Mitgestalten statt verweigern

Die Kommunal- und Gebietsreform in Rheinland-Pfalz zieht sich weiterhin wie Kaugummi. Wenig zu spüren von Schwung, Elan und Veränderungswillen.

Nach der Kabinetts-Klausur setzt sich der Reform-Zug mit der Geschwindigkeit eines Pater nosters in Bewegung. Während links und rechts die Express-Lifts der wirtschaftlichen und der demografischen Entwicklung vorbeisausen.

Trotzdem: Bei aller Mainzer Zaghaftigkeit - wer allzu forsch reformiert, müsste sich ja auch fragen lassen, wie er es im eigenen Haus hält - kommt die Entwicklung, wie sie kommen muss. Die Bürger werden merken, dass sie sich pro 7000 oder 9000 Einwohner keine eigene Verwaltung mehr leisten können. Die Entwicklung der öffentlichen Finanzen wird den Erkenntnis-Prozess beschleunigen, schließlich müssen irgendwann die fröhlich verteilten Konjunktur-Pakete ja refinanziert werden.

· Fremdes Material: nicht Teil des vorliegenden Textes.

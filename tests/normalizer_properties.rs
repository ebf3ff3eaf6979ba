//! Integration tests for price normalization across market formats.

use covert_finder::{normalize, normalize_str, rank, ItemResult, Listings, MarketQuote};
use covert_finder::{PriceNormalizer, RawPrice, SeparatorRule, UNPARSEABLE};

/// Prices as the markets actually return them.
const MARKET_SAMPLES: &[(&str, f64)] = &[
    ("$4.15", 4.15),
    ("$0.03", 0.03),
    ("$1,577.29", 1577.29),
    ("1 577,29€", 1577.29),
    ("1\u{a0}577,29€", 1577.29),
    ("27,--€", 27.0),
    ("27.--€", 27.0),
    ("10,50€", 10.5),
    ("£12.40", 12.4),
    ("1.234,56", 1234.56),
    ("1,234.56", 1234.56),
    ("CDN$ 5.99", 5.99),
];

#[test]
fn test_market_samples() {
    for (text, expected) in MARKET_SAMPLES {
        assert_eq!(normalize_str(text), *expected, "normalizing {:?}", text);
    }
}

#[test]
fn test_sentinel_inputs() {
    assert_eq!(normalize(None), UNPARSEABLE);
    assert_eq!(normalize_str(""), UNPARSEABLE);
    assert_eq!(normalize_str("N/A"), UNPARSEABLE);
    assert!(UNPARSEABLE.is_infinite() && UNPARSEABLE > 0.0);
}

#[test]
fn test_numeric_input_passes_through() {
    assert_eq!(normalize(Some(&RawPrice::Number(42.0))), 42.0);
    assert_eq!(normalize(Some(&RawPrice::Number(24.5))), 24.5);
}

#[test]
fn test_reparsing_a_value_is_stable() {
    for rule in [SeparatorRule::Strict, SeparatorRule::CommaDecimal] {
        let normalizer = PriceNormalizer::new(rule);
        for (text, _) in MARKET_SAMPLES {
            let value = normalizer.normalize_text(text);
            assert!(value.is_finite());
            assert_eq!(normalizer.normalize_text(&value.to_string()), value, "{:?} under {}", text, rule);
        }
    }
}

#[test]
fn test_results_are_finite_non_negative_or_sentinel() {
    let inputs = [
        "", "-", "--", ",", ".", "$", "€-", "-5", "5-", "1..2", ",,5", "1 2 3", "abc123def", "١٢٣",
        "9999999999999999999999999", "0", "0,00€",
    ];

    for input in inputs {
        let value = normalize_str(input);
        assert!(
            value == UNPARSEABLE || (value.is_finite() && value >= 0.0),
            "{:?} normalized to {}",
            input,
            value
        );
    }
}

#[test]
fn test_sorting_by_normalized_value() {
    let normalizer = PriceNormalizer::default();
    let prices = ["N/A", "$12.00", "", "1 577,29€", "0,99€", "garbage", "$4.15"];

    let items: Vec<ItemResult> = prices
        .iter()
        .enumerate()
        .map(|(i, p)| {
            let quote = MarketQuote::new(Some((*p).into()), Listings::Count(1));
            ItemResult::new(format!("item {}", i), quote, &normalizer)
        })
        .collect();

    let ranked: Vec<String> = rank(items).into_iter().map(|i| i.quote.to_string()).collect();
    assert_eq!(ranked, vec!["0,99€", "$4.15", "$12.00", "1 577,29€", "N/A", "", "garbage"]);
}
//! Raw and normalized price values.

use super::normalizer::{PriceNormalizer, UNPARSEABLE};
use serde::{Deserialize, Serialize};
use std::cmp::Ordering;
use std::fmt;

const CURRENCY_SYMBOLS: &[char] = &['$', '€', '£', '¥', '₽', '₴', '₩', '₹'];

/// A price exactly as a market returned it.
#[derive(Debug, Clone, PartialEq, Serialize, Deserialize)]
#[serde(untagged)]
pub enum RawPrice {
    /// Already in major currency units (CSFloat cents divided by 100).
    Number(f64),
    /// Locale-formatted text such as `"1 577,29€"`.
    Text(String),
}

impl RawPrice {
    /// Returns the first currency symbol found in a text price.
    pub fn currency_hint(&self) -> Option<char> {
        match self {
            RawPrice::Number(_) => None,
            RawPrice::Text(text) => text.chars().find(|c| CURRENCY_SYMBOLS.contains(c)),
        }
    }
}

impl From<&str> for RawPrice {
    fn from(text: &str) -> Self {
        RawPrice::Text(text.to_string())
    }
}

impl From<String> for RawPrice {
    fn from(text: String) -> Self {
        RawPrice::Text(text)
    }
}

impl From<f64> for RawPrice {
    fn from(value: f64) -> Self {
        RawPrice::Number(value)
    }
}

impl fmt::Display for RawPrice {
    fn fmt(&self, f: &mut fmt::Formatter<'_>) -> fmt::Result {
        match self {
            RawPrice::Number(value) => write!(f, "{:.2}", value),
            RawPrice::Text(text) => write!(f, "{}", text),
        }
    }
}

/// A raw price together with its normalized value.
///
/// `numeric` is derived from `raw` and is either a finite non-negative number or
/// [`UNPARSEABLE`]. It serializes as `null` in the latter case.
#[derive(Debug, Clone, PartialEq, Serialize)]
pub struct PriceQuote {
    pub raw: Option<RawPrice>,
    pub currency_hint: Option<char>,
    pub numeric: f64,
}

impl PriceQuote {
    /// Normalizes `raw` with the given normalizer.
    pub fn new(raw: Option<RawPrice>, normalizer: &PriceNormalizer) -> Self {
        let numeric = normalizer.normalize(raw.as_ref());
        let currency_hint = raw.as_ref().and_then(RawPrice::currency_hint);
        Self { raw, currency_hint, numeric }
    }

    /// A quote with no price at all.
    pub fn unknown() -> Self {
        Self { raw: None, currency_hint: None, numeric: UNPARSEABLE }
    }

    /// Returns true if the raw value produced a usable number.
    pub fn is_parsed(&self) -> bool {
        self.numeric.is_finite()
    }

    /// Returns the numeric value, or None for unparseable quotes.
    pub fn value(&self) -> Option<f64> {
        self.is_parsed().then_some(self.numeric)
    }

    /// Orders quotes by numeric value; unparseable quotes compare greatest.
    pub fn cmp_price(&self, other: &Self) -> Ordering {
        self.numeric.total_cmp(&other.numeric)
    }
}

impl fmt::Display for PriceQuote {
    fn fmt(&self, f: &mut fmt::Formatter<'_>) -> fmt::Result {
        match &self.raw {
            Some(raw) => write!(f, "{}", raw),
            None => write!(f, "N/A"),
        }
    }
}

Natürlich werden bis dahin unzählige Bürgermeister akribisch nachgewiesen haben, warum gerade ihre Zwerg-VG trotzdem unbedingt erhalten bleiben muss. Manchmal vielleicht sogar mit guten Argumenten. Aber es wird nicht viel nützen. Denn es geht nicht darum, gewachsene Strukturen in einem Akt von Staatsterrorismus zu zerschlagen - wie es bald aus manchen Buschtrommeln tönen wird. Es geht auch nicht darum, öffentliche Aufgaben in einem Akt von Kahlschlag dem Markt-Fetischismus zu opfern.

Es geht darum, in Zeiten knappen Geldes die öffentlichen Mittel für Lehrer, Erzieher, Sozialarbeiter, Berater einzusetzen. Und für Infrastruktur in den Schulen, im ÖPNV, im öffentlichen Raum. Aber nicht für Bürokratie. Mehr Dienstleister, weniger Ämter, so muss die Devise lauten. Denn Bürokratie hat die Tendenz, sich Aufgaben zu suchen. Nicht, sie zu erledigen.

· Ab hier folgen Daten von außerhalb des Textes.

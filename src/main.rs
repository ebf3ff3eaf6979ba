//! covert-finder - Rank the cheapest Counter-Strike items on the Steam and CSFloat markets
//!
//! Browser-grade TLS fingerprints keep the market endpoints from throttling every request.

use anyhow::Result;
use clap::{Args, Parser, Subcommand};
use covert_finder::commands::{LookupCommand, VariantsCommand};
use covert_finder::config::{Config, OutputFormat};
use covert_finder::market::{Currency, StatTrakMode, WearSelection};
use covert_finder::price::{PriceNormalizer, SeparatorRule};
use covert_finder::prompt;
use covert_finder::Selection;
use std::path::PathBuf;
use tracing::Level;
use tracing_subscriber::EnvFilter;

#[derive(Parser)]
#[command(
    name = "covert-finder",
    version,
    about = "Rank the cheapest Counter-Strike items on the Steam and CSFloat markets",
    long_about = "Prices a catalog of item names on the Steam Community Market or CSFloat, \
                  normalizes mixed-locale prices and prints the cheapest items."
)]
struct Cli {
    /// Path to config file
    #[arg(short, long, global = true)]
    config: Option<PathBuf>,

    /// Steam currency (usd, gbp, eur)
    #[arg(long, global = true)]
    currency: Option<Currency>,

    /// Delay between items in milliseconds
    #[arg(long, global = true)]
    delay: Option<u64>,

    /// Proxy URL (e.g., socks5://host:port)
    #[arg(long, global = true)]
    proxy: Option<String>,

    /// Item catalog file, one base name per line
    #[arg(short, long, global = true)]
    items: Option<PathBuf>,

    /// Number of cheapest items to list
    #[arg(short, long, global = true)]
    top: Option<usize>,

    /// Output format
    #[arg(short, long, global = true)]
    format: Option<OutputFormat>,

    /// Do not write a JSON snapshot
    #[arg(long, global = true)]
    no_save: bool,

    /// Enable verbose logging
    #[arg(short, long, global = true)]
    verbose: bool,

    #[command(subcommand)]
    command: Commands,
}

#[derive(Args)]
struct LookupArgs {
    /// Wear: 1-5, fn/mw/ft/ww/bs, a full name, or "all" (prompted when omitted)
    #[arg(short, long)]
    wear: Option<WearSelection>,

    /// StatTrak: yes, no, only, both (prompted when omitted)
    #[arg(short, long)]
    stattrak: Option<StatTrakMode>,

    /// Minimum price filter
    #[arg(long)]
    min_price: Option<f64>,

    /// Maximum price filter
    #[arg(long)]
    max_price: Option<f64>,
}

#[derive(Subcommand)]
enum Commands {
    /// Look up each catalog item on the Steam market
    #[command(alias = "p")]
    Prices(LookupArgs),

    /// Search every wear and StatTrak variant with one Steam request per item
    #[command(alias = "v")]
    Variants(LookupArgs),

    /// Look up each catalog item on CSFloat (USD)
    #[command(alias = "f")]
    Csfloat(LookupArgs),

    /// Normalize price strings and print the values
    Parse {
        /// Price strings such as "1 577,29€" or "$4.15"
        #[arg(required = true)]
        texts: Vec<String>,

        /// How a lone comma is read: strict or comma-decimal
        #[arg(long)]
        rule: Option<SeparatorRule>,
    },
}

/// Fills in the wear and StatTrak choices, prompting on stderr for missing ones.
fn resolve_selection(args: &LookupArgs, variants_menu: bool) -> Result<Selection> {
    let stdin = std::io::stdin();
    let mut input = stdin.lock();
    let mut output = std::io::stderr();

    let wear = match args.wear {
        Some(wear) => wear,
        None => prompt::prompt_wear(&mut input, &mut output, variants_menu)?,
    };

    let stattrak = match args.stattrak {
        Some(mode) => mode,
        None if variants_menu => prompt::prompt_stattrak_filter(&mut input, &mut output)?,
        None => prompt::prompt_stattrak_toggle(&mut input, &mut output)?,
    };

    Ok(Selection::new(wear, stattrak))
}

fn apply_lookup_args(config: &mut Config, args: &LookupArgs) {
    if args.min_price.is_some() {
        config.min_price = args.min_price;
    }
    if args.max_price.is_some() {
        config.max_price = args.max_price;
    }
}

#[tokio::main]
async fn main() -> Result<()> {
    let cli = Cli::parse();

    // Initialize logging
    let filter = if cli.verbose {
        EnvFilter::new(Level::DEBUG.to_string())
    } else {
        EnvFilter::from_default_env().add_directive(Level::WARN.into())
    };

    tracing_subscriber::fmt()
        .with_env_filter(filter)
        .with_target(false)
        .with_writer(std::io::stderr)
        .init();

    // Load config with layered overrides
    let mut config = Config::load(cli.config.as_deref())?.with_env();

    // Apply CLI overrides
    if let Some(currency) = cli.currency {
        config.currency = currency;
    }
    if let Some(delay) = cli.delay {
        config.delay_ms = delay;
    }
    if let Some(proxy) = cli.proxy {
        config.proxy = Some(proxy);
    }
    if let Some(items) = cli.items {
        config.item_file = items;
    }
    if let Some(top) = cli.top {
        config.top_n = top;
    }
    if let Some(format) = cli.format {
        config.format = format;
    }
    if cli.no_save {
        config.save_snapshot = false;
    }

    match cli.command {
        Commands::Prices(args) => {
            apply_lookup_args(&mut config, &args);
            let selection = resolve_selection(&args, false)?;
            eprintln!("\nFetching prices from Steam Market...\n");

            let output = LookupCommand::new(config, selection).execute_steam().await?;
            println!("{}", output);
        }

        Commands::Variants(args) => {
            apply_lookup_args(&mut config, &args);
            let selection = resolve_selection(&args, true)?;
            eprintln!("\nFetching prices from Steam Market...\n");

            let output = VariantsCommand::new(config, selection).execute().await?;
            println!("{}", output);
        }

        Commands::Csfloat(args) => {
            apply_lookup_args(&mut config, &args);
            let selection = resolve_selection(&args, false)?;
            eprintln!("\nFetching prices from CSFloat...\n");

            let output = LookupCommand::new(config, selection).execute_csfloat().await?;
            println!("{}", output);
        }

        Commands::Parse { texts, rule } => {
            let normalizer = PriceNormalizer::new(rule.unwrap_or(config.separator_rule));

            for text in &texts {
                let value = normalizer.normalize_text(text);
                if value.is_finite() {
                    println!("{:>20} -> {}", text, value);
                } else {
                    println!("{:>20} -> unparseable", text);
                }
            }
        }
    }

    Ok(())
}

Man wird staunen, was problemlos alles durch die Lücke ersetzt werden kann, die es hinterlässt. Und die Kommunalpolitiker, die das als Erste begreifen, werden am Ende am besten dastehen. Wer jetzt neue Konstellationen aus eigenem Antrieb sucht, der kann sie mitgestalten. In der Region Trier hat das zumindest die Neumagener Bürgermeisterin Horsch begriffen.

Aber wer seine Bürger jetzt in die Wagenburg drängt, wer sich hinter dem Status quo verschanzt, wer den Menschen suggeriert, an der VG- oder Kreiszugehörigkeit hänge ihre Identität, die es mit Zähnen und Klauen zu verteidigen gelte, der hat Gorbatschows Weisheit vergessen: Wer zu spät kommt, den bestraft das Leben.